All of the records must be given again exactly.

Segment Start: Excerpted records

#![forbid(unsafe_code)]

//! Widget configuration.
//!
//! An explicit struct with named, typed fields and documented defaults;
//! host-supplied option bags are never iterated. The serialized form (the
//! bootstrap blob) keeps the historical shorthand: `columns` accepts an
//! integer or `"auto"`, `watch` accepts `true`, `false`, or a list of
//! condition strings.

use std::fmt;

use serde::Deserialize;
use serde::de::{self, Deserializer, SeqAccess, Visitor};

use hedgerow_core::Selector;

use crate::{Result, WidgetError};

/// Column resolution strategy.
#[derive(Debug, Clone, Copy, PartialEq, Eq, Default)]
pub enum Columns {
    /// Query the host style hook at build time; an absent hint means one
    /// column.
    #[default]
    Auto,
    /// Fixed count of item/pop pairs per row.
    Fixed(u16),
}

impl<'de> Deserialize<'de> for Columns {
    fn deserialize<D>(deserializer: D) -> std::result::Result<Self, D::Error>
    where
        D: Deserializer<'de>,
    {
        struct ColumnsVisitor;

        impl Visitor<'_> for ColumnsVisitor {
            type Value = Columns;

            fn expecting(&self, f: &mut fmt::Formatter<'_>) -> fmt::Result {
                write!(f, "\"auto\" or a column count")
            }

            fn visit_u64<E: de::Error>(self, v: u64) -> std::result::Result<Columns, E> {
                u16::try_from(v)
                    .map(Columns::Fixed)
                    .map_err(|_| E::custom(format!("column count {v} out of range")))
            }

            fn visit_i64<E: de::Error>(self, v: i64) -> std::result::Result<Columns, E> {
                u64::try_from(v)
                    .map_err(|_| E::custom(format!("column count {v} out of range")))
                    .and_then(|v| self.visit_u64(v))
            }

            fn visit_str<E: de::Error>(self, v: &str) -> std::result::Result<Columns, E> {
                if v.eq_ignore_ascii_case("auto") {
                    Ok(Columns::Auto)
                } else {
                    Err(E::custom(format!("expected \"auto\", got {v:?}")))
                }
            }
        }

        deserializer.deserialize_any(ColumnsVisitor)
    }
}

/// Breakpoint watching mode.
#[derive(Debug, Clone, PartialEq, Eq, Default)]
pub enum Watch {
    /// No reflow on environment changes.
    Off,
    /// Discover conditions from the host's active style sources.
    #[default]
    Discover,
    /// Watch exactly these condition texts.
    Conditions(Vec<String>),
}

impl<'de> Deserialize<'de> for Watch {
    fn deserialize<D>(deserializer: D) -> std::result::Result<Self, D::Error>
    where
        D: Deserializer<'de>,
    {
        struct WatchVisitor;

        impl<'de> Visitor<'de> for WatchVisitor {
            type Value = Watch;

            fn expecting(&self, f: &mut fmt::Formatter<'_>) -> fmt::Result {
                write!(f, "a boolean or a list of condition strings")
            }

            fn visit_bool<E: de::Error>(self, v: bool) -> std::result::Result<Watch, E> {
                Ok(if v { Watch::Discover } else { Watch::Off })
            }

            fn visit_seq<A>(self, mut seq: A) -> std::result::Result<Watch, A::Error>
            where
                A: SeqAccess<'de>,
            {
                let mut conditions = Vec::new();
                while let Some(condition) = seq.next_element::<String>()? {
                    conditions.push(condition);
                }
                Ok(Watch::Conditions(conditions))
            }
        }

        deserializer.deserialize_any(WatchVisitor)
    }
}

/// Widget configuration.
///
/// Defaults: `columns` is [`Columns::Auto`], `watch` is
/// [`Watch::Discover`]. The two selectors have no default: a widget
/// without them has nothing to lay out.
#[derive(Debug, Clone, PartialEq, Eq, Deserialize)]
pub struct WidgetConfig {
    /// Selector discovering the summary cells.
    pub item_selector: Selector,
    /// Selector discovering the detail panels.
    pub pop_selector: Selector,
    /// Column resolution strategy.
    #[serde(default)]
    pub columns: Columns,
    /// Breakpoint watching mode.
    #[serde(default)]
    pub watch: Watch,
}

impl WidgetConfig {
    /// Configuration with the given selectors and default behavior.
    pub fn new(item_selector: impl Into<String>, pop_selector: impl Into<String>) -> Self {
        Self {
            item_selector: Selector::tag(item_selector),
            pop_selector: Selector::tag(pop_selector),
            columns: Columns::default(),
            watch: Watch::default(),
        }
    }

    /// Set the column resolution strategy.
    pub fn columns(mut self, columns: Columns) -> Self {
        self.columns = columns;
        self
    }

    /// Set the breakpoint watching mode.
    pub fn watch(mut self, watch: Watch) -> Self {
        self.watch = watch;
        self
    }

    pub(crate) fn validate(&self) -> Result<()> {
        if self.item_selector.is_empty() || self.pop_selector.is_empty() {
            return Err(WidgetError::EmptySelector);
        }
        Ok(())
    }
}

Segment End: Excerpted records

* Solution to this problem *
#![forbid(unsafe_code)]

//! Widget configuration.
//!
//! An explicit struct with named, typed fields and documented defaults;
//! host-supplied option bags are never iterated. The serialized form (the
//! bootstrap blob) keeps the historical shorthand: `columns` accepts an
//! integer or `"auto"`, `watch` accepts `true`, `false`, or a list of
//! condition strings.

use std::fmt;

use serde::Deserialize;
use serde::de::{self, Deserializer, SeqAccess, Visitor};

use hedgerow_core::Selector;

use crate::{Result, WidgetError};

/// Column resolution strategy.
#[derive(Debug, Clone, Copy, PartialEq, Eq, Default)]
pub enum Columns {
    /// Query the host style hook at build time; an absent hint means one
    /// column.
    #[default]
    Auto,
    /// Fixed count of item/pop pairs per row.
    Fixed(u16),
}

impl<'de> Deserialize<'de> for Columns {
    fn deserialize<D>(deserializer: D) -> std::result::Result<Self, D::Error>
    where
        D: Deserializer<'de>,
    {
        struct ColumnsVisitor;

        impl Visitor<'_> for ColumnsVisitor {
            type Value = Columns;

            fn expecting(&self, f: &mut fmt::Formatter<'_>) -> fmt::Result {
                write!(f, "\"auto\" or a column count")
            }

            fn visit_u64<E: de::Error>(self, v: u64) -> std::result::Result<Columns, E> {
                u16::try_from(v)
                    .map(Columns::Fixed)
                    .map_err(|_| E::custom(format!("column count {v} out of range")))
            }

            fn visit_i64<E: de::Error>(self, v: i64) -> std::result::Result<Columns, E> {
                u64::try_from(v)
                    .map_err(|_| E::custom(format!("column count {v} out of range")))
                    .and_then(|v| self.visit_u64(v))
            }

            fn visit_str<E: de::Error>(self, v: &str) -> std::result::Result<Columns, E> {
                if v.eq_ignore_ascii_case("auto") {
                    Ok(Columns::Auto)
                } else {
                    Err(E::custom(format!("expected \"auto\", got {v:?}")))
                }
            }
        }

        deserializer.deserialize_any(ColumnsVisitor)
    }
}

/// Breakpoint watching mode.
#[derive(Debug, Clone, PartialEq, Eq, Default)]
pub enum Watch {
    /// No reflow on environment changes.
    Off,
    /// Discover conditions from the host's active style sources.
    #[default]
    Discover,
    /// Watch exactly these condition texts.
    Conditions(Vec<String>),
}

impl<'de> Deserialize<'de> for Watch {
    fn deserialize<D>(deserializer: D) -> std::result::Result<Self, D::Error>
    where
        D: Deserializer<'de>,
    {
        struct WatchVisitor;

        impl<'de> Visitor<'de> for WatchVisitor {
            type Value = Watch;

            fn expecting(&self, f: &mut fmt::Formatter<'_>) -> fmt::Result {
                write!(f, "a boolean or a list of condition strings")
            }

            fn visit_bool<E: de::Error>(self, v: bool) -> std::result::Result<Watch, E> {
                Ok(if v { Watch::Discover } else { Watch::Off })
            }

            fn visit_seq<A>(self, mut seq: A) -> std::result::Result<Watch, A::Error>
            where
                A: SeqAccess<'de>,
            {
                let mut conditions = Vec::new();
                while let Some(condition) = seq.next_element::<String>()? {
                    conditions.push(condition);
                }
                Ok(Watch::Conditions(conditions))
            }
        }

        deserializer.deserialize_any(WatchVisitor)
    }
}

/// Widget configuration.
///
/// Defaults: `columns` is [`Columns::Auto`], `watch` is
/// [`Watch::Discover`]. The two selectors have no default: a widget
/// without them has nothing to lay out.
#[derive(Debug, Clone, PartialEq, Eq, Deserialize)]
pub struct WidgetConfig {
    /// Selector discovering the summary cells.
    pub item_selector: Selector,
    /// Selector discovering the detail panels.
    pub pop_selector: Selector,
    /// Column resolution strategy.
    #[serde(default)]
    pub columns: Columns,
    /// Breakpoint watching mode.
    #[serde(default)]
    pub watch: Watch,
}

impl WidgetConfig {
    /// Configuration with the given selectors and default behavior.
    pub fn new(item_selector: impl Into<String>, pop_selector: impl Into<String>) -> Self {
        Self {
            item_selector: Selector::tag(item_selector),
            pop_selector: Selector::tag(pop_selector),
            columns: Columns::default(),
            watch: Watch::default(),
        }
    }

    /// Set the column resolution strategy.
    pub fn columns(mut self, columns: Columns) -> Self {
        self.columns = columns;
        self
    }

    /// Set the breakpoint watching mode.
    pub fn watch(mut self, watch: Watch) -> Self {
        self.watch = watch;
        self
    }

    pub(crate) fn validate(&self) -> Result<()> {
        if self.item_selector.is_empty() || self.pop_selector.is_empty() {
            return Err(WidgetError::EmptySelector);
        }
        Ok(())
    }
}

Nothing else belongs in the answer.